> **Exercise objective**
Repeat word for word the opening stretch of the entries, from the first line through the line containing "the providers expect.".

- - -

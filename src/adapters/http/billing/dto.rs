//! HTTP DTOs (Data Transfer Objects) for billing endpoints.
//!
//! JSON field names are camelCase to match the existing web client. Provider
//! acknowledgements use the shapes the providers expect.

use serde::{Deserialize, Serialize};

use crate::application::handlers::billing::{
    HumanizeTextResult, InitiatePaymentResult, PaymentMethod,
};
use crate::domain::billing::{
    BillingError, Entitlement, PaymentAttempt, PaymentChannel, PaymentStatus, PlanTier,
};

// ════════════════════════════════════════════════════════════════════════════════
// Request DTOs
// ════════════════════════════════════════════════════════════════════════════════

/// Request to start a plan purchase.
#[derive(Debug, Clone, Default, Deserialize)]
#[serde(rename_all = "camelCase")]
pub struct CreatePaymentIntentRequest {
    pub plan_id: Option<String>,
    /// "mpesa" or "card".
    pub channel: Option<PaymentChannel>,
    /// Required for the mpesa channel.
    pub phone_number: Option<String>,
}

impl CreatePaymentIntentRequest {
    /// Checks required fields and picks the payment method.
    pub fn into_parts(self) -> Result<(String, PaymentMethod), BillingError> {
        let plan_id = self
            .plan_id
            .filter(|p| !p.trim().is_empty())
            .ok_or_else(|| BillingError::invalid_request("planId", "planId is required"))?;

        let method = match self.channel {
            Some(PaymentChannel::Mpesa) => {
                let phone_number = self
                    .phone_number
                    .filter(|p| !p.trim().is_empty())
                    .ok_or_else(|| {
                        BillingError::invalid_request(
                            "phoneNumber",
                            "phoneNumber is required for mpesa payments",
                        )
                    })?;
                PaymentMethod::Push { phone_number }
            }
            Some(PaymentChannel::Card) => PaymentMethod::Card,
            None => {
                return Err(BillingError::invalid_request(
                    "channel",
                    "channel must be 'mpesa' or 'card'",
                ))
            }
        };

        Ok((plan_id, method))
    }
}

/// Request to rewrite text.
#[derive(Debug, Clone, Default, Deserialize)]
pub struct HumanizeRequest {
    #[serde(default)]
    pub text: String,
    pub tone: Option<String>,
    /// 0 to 10.
    pub creativity: Option<i64>,
}

impl HumanizeRequest {
    pub fn creativity(&self) -> Result<Option<u8>, BillingError> {
        self.creativity
            .map(|c| {
                u8::try_from(c).map_err(|_| {
                    BillingError::invalid_request("creativity", "must be between 0 and 10")
                })
            })
            .transpose()
    }
}

/// `?token=` on the push callback URL.
#[derive(Debug, Clone, Default, Deserialize)]
pub struct PushCallbackParams {
    pub token: Option<String>,
}

/// `?limit=` on the payment history.
#[derive(Debug, Clone, Default, Deserialize)]
pub struct ListPaymentsParams {
    pub limit: Option<u32>,
}

// ════════════════════════════════════════════════════════════════════════════════
// Response DTOs
// ════════════════════════════════════════════════════════════════════════════════

/// Response for a started payment.
#[derive(Debug, Clone, Serialize)]
#[serde(rename_all = "camelCase")]
pub struct PaymentIntentResponse {
    pub transaction_id: String,
    pub channel: PaymentChannel,
    pub status: PaymentStatus,
    #[serde(skip_serializing_if = "Option::is_none")]
    pub checkout_url: Option<String>,
    #[serde(skip_serializing_if = "Option::is_none")]
    pub customer_message: Option<String>,
}

impl From<InitiatePaymentResult> for PaymentIntentResponse {
    fn from(result: InitiatePaymentResult) -> Self {
        Self {
            transaction_id: result.transaction_id.to_string(),
            channel: result.channel,
            status: result.status,
            checkout_url: result.checkout_url,
            customer_message: result.customer_message,
        }
    }
}

/// Status of one payment, as seen by its owner.
#[derive(Debug, Clone, Serialize)]
#[serde(rename_all = "camelCase")]
pub struct PaymentStatusResponse {
    pub transaction_id: String,
    pub status: PaymentStatus,
    pub channel: PaymentChannel,
    pub plan_id: String,
    pub amount: i64,
    /// ISO 8601.
    pub created_at: String,
    /// ISO 8601.
    pub updated_at: String,
}

impl From<PaymentAttempt> for PaymentStatusResponse {
    fn from(attempt: PaymentAttempt) -> Self {
        Self {
            transaction_id: attempt.transaction_id.to_string(),
            status: attempt.status,
            channel: attempt.channel,
            plan_id: attempt.plan_id,
            amount: attempt.amount,
            created_at: attempt.created_at.as_datetime().to_rfc3339(),
            updated_at: attempt.updated_at.as_datetime().to_rfc3339(),
        }
    }
}

/// The caller's payment history.
#[derive(Debug, Clone, Serialize)]
pub struct PaymentListResponse {
    pub payments: Vec<PaymentStatusResponse>,
}

/// Account view wrapped as `{"user": {...}}`.
#[derive(Debug, Clone, Serialize)]
pub struct AccountResponse {
    pub user: AccountView,
}

#[derive(Debug, Clone, Serialize)]
pub struct AccountView {
    pub id: String,
    #[serde(skip_serializing_if = "Option::is_none")]
    pub email: Option<String>,
    pub plan: PlanTier,
    pub credits: i64,
}

impl AccountResponse {
    pub fn new(entitlement: Entitlement, email: Option<String>) -> Self {
        Self {
            user: AccountView {
                id: entitlement.user_id.to_string(),
                email,
                plan: entitlement.plan,
                credits: entitlement.credits,
            },
        }
    }
}

/// Result of a rewrite.
#[derive(Debug, Clone, Serialize)]
#[serde(rename_all = "camelCase")]
pub struct HumanizeResponse {
    pub humanized_text: String,
    pub credits_used: i64,
    pub remaining_credits: i64,
}

impl From<HumanizeTextResult> for HumanizeResponse {
    fn from(result: HumanizeTextResult) -> Self {
        Self {
            humanized_text: result.humanized_text,
            credits_used: result.credits_used,
            remaining_credits: result.remaining_credits,
        }
    }
}

/// Acknowledgement for the push callback, in the shape Daraja expects.
#[derive(Debug, Clone, Serialize)]
pub struct PushCallbackAck {
    #[serde(rename = "ResultCode")]
    pub result_code: i32,
    #[serde(rename = "ResultDesc")]
    pub result_desc: &'static str,
    pub received: bool,
}

impl PushCallbackAck {
    pub fn accepted() -> Self {
        Self {
            result_code: 0,
            result_desc: "Callback received successfully",
            received: true,
        }
    }
}

/// Acknowledgement for the card webhook.
#[derive(Debug, Clone, Serialize)]
pub struct WebhookAck {
    pub received: bool,
}

/// Liveness check body.
#[derive(Debug, Clone, Serialize)]
pub struct HealthResponse {
    pub status: &'static str,
}

/// Standard error response.
#[derive(Debug, Clone, Serialize)]
pub struct ErrorResponse {
    /// Error code for programmatic handling.
    pub error_code: String,
    /// Human-readable error message.
    pub message: String,
    /// Additional details (optional).
    #[serde(skip_serializing_if = "Option::is_none")]
    pub details: Option<serde_json::Value>,
}

impl ErrorResponse {
    pub fn new(error_code: impl Into<String>, message: impl Into<String>) -> Self {
        Self {
            error_code: error_code.into(),
            message: message.into(),
            details: None,
        }
    }

    pub fn with_details(
        error_code: impl Into<String>,
        message: impl Into<String>,
        details: serde_json::Value,
    ) -> Self {
        Self {
            error_code: error_code.into(),
            message: message.into(),
            details: Some(details),
        }
    }
}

- - -

> **Finished task**
filename src/adapters/http/billing/dto.rs
//! HTTP DTOs (Data Transfer Objects) for billing endpoints.
//!
//! JSON field names are camelCase to match the existing web client. Provider
//! acknowledgements use the shapes the providers expect.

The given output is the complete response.